Performance: Honest Numbers

We don't claim sub-10ms latency because that would be a lie.

Our detection pipeline adds approximately ~150ms of overhead to each request. That breaks down roughly as:

  • Regex layer: sub-millisecond
  • ML ensemble (parallel): the bulk of the overhead
  • Fused scoring + calibration: sub-millisecond
  • Policy evaluation + logging: ~10ms

Is 150ms fast? Compared to a GPT-4 security check (500ms+), yes. Compared to doing nothing, no. But doing nothing isn't an option if you care about security.

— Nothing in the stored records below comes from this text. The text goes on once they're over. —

pub mod capability;
pub mod capture;
pub mod config;
pub mod encoder;
pub mod http;
pub mod recorder;
pub mod session;
pub mod storage;

pub use capability::{Capabilities, CapabilityError};
pub use capture::{CaptureConstraints, CaptureError, CaptureProvider, CaptureSource, CaptureStream};
pub use config::Config;
pub use encoder::{ContainerFormat, Encoder, EncoderEvent, EncoderFactory, EncoderOptions};
pub use http::{create_router, AppState};
pub use recorder::{Recorder, RecorderEvent, RecorderHandle};
pub use session::{
    Collaborators, EncodedArtifact, Quality, RecordingSession, SavedRecording, SessionError,
    SessionSettings, SessionState, SessionView, Status, StatusBoard,
};
pub use storage::{ArtifactSink, FileSink, Theme, ThemeStore};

The key metric isn't raw latency — it's amortized latency. With our detection cache (exact-match, SHA-256 keyed, 1-hour TTL), repeat prompts return cached results in under 1ms. In production workloads where users ask similar questions, cache hit rates of 20-30% are common. That brings the amortized overhead well below 150ms.

Conclusion

You don't fight fire with fire. You don't secure LLMs with more LLMs.

The economics are clear: multiple specialized classifiers running in parallel will always beat a single general-purpose LLM on cost, latency, reliability, and — when properly ensembled — accuracy.

The next time someone pitches you an AI security tool that "uses GPT-4 to analyze your prompts," ask them three questions: What's the latency? What's the cost per request? And what happens when GPT-4 goes down?

If they don't have good answers, you're looking at a demo, not a product.